*ACTION ITEM*: Copy out the data so that nothing differs from the original.

[Data extracted from a collection]

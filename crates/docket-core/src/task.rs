use chrono::{DateTime, Utc};
use serde::{Deserialize, Serialize};

use crate::draft::Draft;

#[derive(Debug, Clone, Copy, Default, Serialize, Deserialize, PartialEq, Eq)]
#[serde(rename_all = "lowercase")]
pub enum Priority {
    #[default]
    Low,
    Medium,
    High,
}

impl Priority {
    pub fn all() -> [Self; 3] {
        [Self::Low, Self::Medium, Self::High]
    }

    pub fn as_key(self) -> &'static str {
        match self {
            Self::Low => "low",
            Self::Medium => "medium",
            Self::High => "high",
        }
    }

    pub fn label(self) -> &'static str {
        match self {
            Self::Low => "Low",
            Self::Medium => "Medium",
            Self::High => "High",
        }
    }

    pub fn from_key(key: &str) -> Option<Self> {
        match key {
            "low" => Some(Self::Low),
            "medium" => Some(Self::Medium),
            "high" => Some(Self::High),
            _ => None,
        }
    }
}

#[derive(Debug, Clone, Copy, Default, Serialize, Deserialize, PartialEq, Eq)]
#[serde(rename_all = "lowercase")]
pub enum Label {
    #[default]
    Personal,
    Work,
    Study,
    Others,
}

impl Label {
    pub fn all() -> [Self; 4] {
        [Self::Personal, Self::Work, Self::Study, Self::Others]
    }

    pub fn as_key(self) -> &'static str {
        match self {
            Self::Personal => "personal",
            Self::Work => "work",
            Self::Study => "study",
            Self::Others => "others",
        }
    }

    pub fn label(self) -> &'static str {
        match self {
            Self::Personal => "Personal",
            Self::Work => "Work",
            Self::Study => "Study",
            Self::Others => "Others",
        }
    }

    pub fn from_key(key: &str) -> Option<Self> {
        match key {
            "personal" => Some(Self::Personal),
            "work" => Some(Self::Work),
            "study" => Some(Self::Study),
            "others" => Some(Self::Others),
            _ => None,
        }
    }
}

#[derive(Debug, Clone, Serialize, Deserialize, PartialEq)]
pub struct Task {
    pub id: u64,

    pub title: String,

    #[serde(default)]
    pub description: String,

    pub priority: Priority,

    pub label: Label,

    pub added_at: DateTime<Utc>,

    #[serde(default)]
    pub completed_at: Option<DateTime<Utc>>,
}

impl Task {
    pub fn from_draft(draft: &Draft, now: DateTime<Utc>, id: u64) -> Self {
        Self {
            id,
            title: draft.title.trim().to_string(),
            description: draft.description.clone(),
            priority: draft.priority,
            label: draft.label,
            added_at: now,
            completed_at: None,
        }
    }

    pub fn completed(&self) -> bool {
        self.completed_at.is_some()
    }
}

*EXERCISE SOLUTION*:
filename crates/docket-core/src/task.rs
use chrono::{DateTime, Utc};
use serde::{Deserialize, Serialize};

use crate::draft::Draft;

#[derive(Debug, Clone, Copy, Default, Serialize, Deserialize, PartialEq, Eq)]
#[serde(rename_all = "lowercase")]
pub enum Priority {
    #[default]
    Low,
    Medium,
    High,
}

impl Priority {
    pub fn all() -> [Self; 3] {
        [Self::Low, Self::Medium, Self::High]
    }

    pub fn as_key(self) -> &'static str {
        match self {
            Self::Low => "low",
            Self::Medium => "medium",
            Self::High => "high",
        }
    }

    pub fn label(self) -> &'static str {
        match self {
            Self::Low => "Low",
            Self::Medium => "Medium",
            Self::High => "High",
        }
    }

    pub fn from_key(key: &str) -> Option<Self> {
        match key {
            "low" => Some(Self::Low),
            "medium" => Some(Self::Medium),
            "high" => Some(Self::High),
            _ => None,
        }
    }
}

#[derive(Debug, Clone, Copy, Default, Serialize, Deserialize, PartialEq, Eq)]
#[serde(rename_all = "lowercase")]
pub enum Label {
    #[default]
    Personal,
    Work,
    Study,
    Others,
}

impl Label {
    pub fn all() -> [Self; 4] {
        [Self::Personal, Self::Work, Self::Study, Self::Others]
    }

    pub fn as_key(self) -> &'static str {
        match self {
            Self::Personal => "personal",
            Self::Work => "work",
            Self::Study => "study",
            Self::Others => "others",
        }
    }

    pub fn label(self) -> &'static str {
        match self {
            Self::Personal => "Personal",
            Self::Work => "Work",
            Self::Study => "Study",
            Self::Others => "Others",
        }
    }

    pub fn from_key(key: &str) -> Option<Self> {
        match key {
            "personal" => Some(Self::Personal),
            "work" => Some(Self::Work),
            "study" => Some(Self::Study),
            "others" => Some(Self::Others),
            _ => None,
        }
    }
}

#[derive(Debug, Clone, Serialize, Deserialize, PartialEq)]
pub struct Task {
    pub id: u64,

    pub title: String,

    #[serde(default)]
    pub description: String,

    pub priority: Priority,

    pub label: Label,

    pub added_at: DateTime<Utc>,

    #[serde(default)]
    pub completed_at: Option<DateTime<Utc>>,
}

impl Task {
    pub fn from_draft(draft: &Draft, now: DateTime<Utc>, id: u64) -> Self {
        Self {
            id,
            title: draft.title.trim().to_string(),
            description: draft.description.clone(),
            priority: draft.priority,
            label: draft.label,
            added_at: now,
            completed_at: None,
        }
    }

    pub fn completed(&self) -> bool {
        self.completed_at.is_some()
    }
}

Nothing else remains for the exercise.